The nationwide check on cladding on high rise residential tower blocks was ordered by the government in the wake of the fire at Grenfell Tower in London on 14th June, in which dozens were killed as fire from a Hotpoint fridge-freezer took hold and rapidly ripped right through the 24-storey building on the Lancaster West estate in north Kensington.
With the cladding on Grenfell Tower coming under immediate suspicion as a substanbtial contributory factor in the unexpected spread of fire, it was soon discovered that recently retrofitted aluminium panels had a flammable polyethylene core.
A combustibility testing programme for aluminium composite material (ACM) cladding has been running around the clock at the Building Research Establishment (BRE).

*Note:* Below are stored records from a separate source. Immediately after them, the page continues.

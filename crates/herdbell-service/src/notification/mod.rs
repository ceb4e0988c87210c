//! Notification lifecycle service.

pub mod service;

pub use service::NotificationService;
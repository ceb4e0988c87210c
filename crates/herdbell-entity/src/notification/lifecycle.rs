//! Lifecycle state machine for notification records.
//!
//! ```text
//!            mark_read                 dismiss
//!   Sent ─────────────► Read ───────────────────► Dismissed
//!    │ ▲                  │                          ▲
//!    │ │ unsnooze/expiry  │ snooze                   │
//!    ▼ │                  ▼                          │
//!   Snoozed ◄─────────────┘ ─────────────────────────┘
//! ```
//!
//! Every method is a pure read-modify-write on one record; callers hold the
//! owning user's lock while invoking them. `snoozed_until` is set exactly
//! while the status is `Snoozed`, and `read_at` is never cleared.

use chrono::{DateTime, Utc};

use super::model::{Notification, NotificationDraft};
use super::status::NotificationStatus;

/// Result of a user-driven transition.
#[derive(Debug, Clone, Copy, PartialEq, Eq)]
pub enum Transition {
    /// The record changed.
    Applied,
    /// The record was already in the requested state, or the transition
    /// does not apply from its current state.
    Unchanged,
}

impl Transition {
    /// Whether the record changed.
    pub fn is_applied(&self) -> bool {
        matches!(self, Self::Applied)
    }
}

/// Result of reconciling a fresh draft against an open record.
#[derive(Debug, Clone, Copy, PartialEq, Eq)]
pub enum EscalationOutcome {
    /// Payload replaced in place by a larger or more urgent one.
    Escalated {
        /// The stored priority went up.
        priority_raised: bool,
    },
    /// Same entity set at the same priority; only the payload details
    /// (day counts, stock levels) were brought up to date.
    Refreshed,
    /// The draft does not apply to this record, or changes nothing.
    Unchanged,
    /// The record was dismissed before the escalation was applied.
    Rejected,
}

impl Notification {
    /// `Sent`/`Snoozed` → `Read`. Idempotent on `Read`; ignored on `Dismissed`.
    pub fn mark_read(&mut self, now: DateTime<Utc>) -> Transition {
        match self.status {
            NotificationStatus::Sent | NotificationStatus::Snoozed => {
                self.status = NotificationStatus::Read;
                self.snoozed_until = None;
                if self.read_at.is_none() {
                    self.read_at = Some(now);
                }
                self.touch(now);
                Transition::Applied
            }
            NotificationStatus::Read | NotificationStatus::Dismissed => Transition::Unchanged,
        }
    }

    /// Any open state → `Dismissed`. Idempotent on `Dismissed`.
    pub fn dismiss(&mut self, now: DateTime<Utc>) -> Transition {
        if self.status == NotificationStatus::Dismissed {
            return Transition::Unchanged;
        }
        self.status = NotificationStatus::Dismissed;
        self.dismissed_at = Some(now);
        self.snoozed_until = None;
        self.touch(now);
        Transition::Applied
    }

    /// `Sent`/`Read`/`Snoozed` → `Snoozed` until `until`. Re-snoozing moves
    /// the deadline. Ignored on `Dismissed`.
    pub fn snooze(&mut self, until: DateTime<Utc>, now: DateTime<Utc>) -> Transition {
        if self.status == NotificationStatus::Dismissed {
            return Transition::Unchanged;
        }
        self.status = NotificationStatus::Snoozed;
        self.snoozed_until = Some(until);
        self.touch(now);
        Transition::Applied
    }

    /// `Snoozed` → `Sent`. No-op in every other state.
    pub fn unsnooze(&mut self, now: DateTime<Utc>) -> Transition {
        if self.status != NotificationStatus::Snoozed {
            return Transition::Unchanged;
        }
        self.status = NotificationStatus::Sent;
        self.snoozed_until = None;
        self.touch(now);
        Transition::Applied
    }

    /// The snooze deadline has passed.
    pub fn snooze_expired(&self, now: DateTime<Utc>) -> bool {
        self.status == NotificationStatus::Snoozed
            && self.snoozed_until.is_some_and(|until| now >= until)
    }

    /// `draft` covers every entity of this record and at least one more.
    pub fn is_covered_by(&self, draft: &NotificationDraft) -> bool {
        draft.kind == self.kind && draft.data.is_strict_superset_of(&self.data)
    }

    /// Fold a re-detection into this record.
    ///
    /// A draft with the same `dedupe_key` refreshes the payload and raises
    /// the priority when it is more urgent. A draft covering a strict
    /// superset of the entities replaces the payload and key. Status, id,
    /// and `created_at` are untouched and priority never goes down. A
    /// dismissed record is never modified.
    pub fn escalate(&mut self, draft: &NotificationDraft, now: DateTime<Utc>) -> EscalationOutcome {
        if !self.status.is_open() {
            return EscalationOutcome::Rejected;
        }
        let same_key = draft.kind == self.kind && draft.dedupe_key == self.dedupe_key;
        if !same_key && !self.is_covered_by(draft) {
            return EscalationOutcome::Unchanged;
        }

        let previous = self.priority;
        let priority = previous.max(draft.priority);
        if same_key && draft.data == self.data && priority == previous {
            return EscalationOutcome::Unchanged;
        }

        self.title = draft.title.clone();
        self.message = draft.message.clone();
        self.data = draft.data.clone();
        self.dedupe_key = draft.dedupe_key.clone();
        self.is_grouped = draft.is_grouped();
        self.priority = priority;
        self.touch(now);

        if same_key && priority == previous {
            EscalationOutcome::Refreshed
        } else {
            EscalationOutcome::Escalated {
                priority_raised: priority > previous,
            }
        }
    }

    fn touch(&mut self, now: DateTime<Utc>) {
        self.updated_at = now;
        self.version += 1;
    }
}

Unsuitable cladding has now been found to have been used on at least 60 other tower blocks around England. Councils that have so had cladding fail BRE tests are:
- Barnet (3 tower blocks)
- Brent
- Camden (5)
- Doncaster
- Hounslow
- Islington
- Lambeth
- Manchester (4)
- Norwich
- Plymouth (3)
- Portsmouth (2)
- Stockton on Tees (3)
- Sunderland (5)
- Wandsworth (2).
The Department for Communities & Local Government said that 27 other towers in 11 local authority areas had also failed cladding tests, but it has not yet named the councils.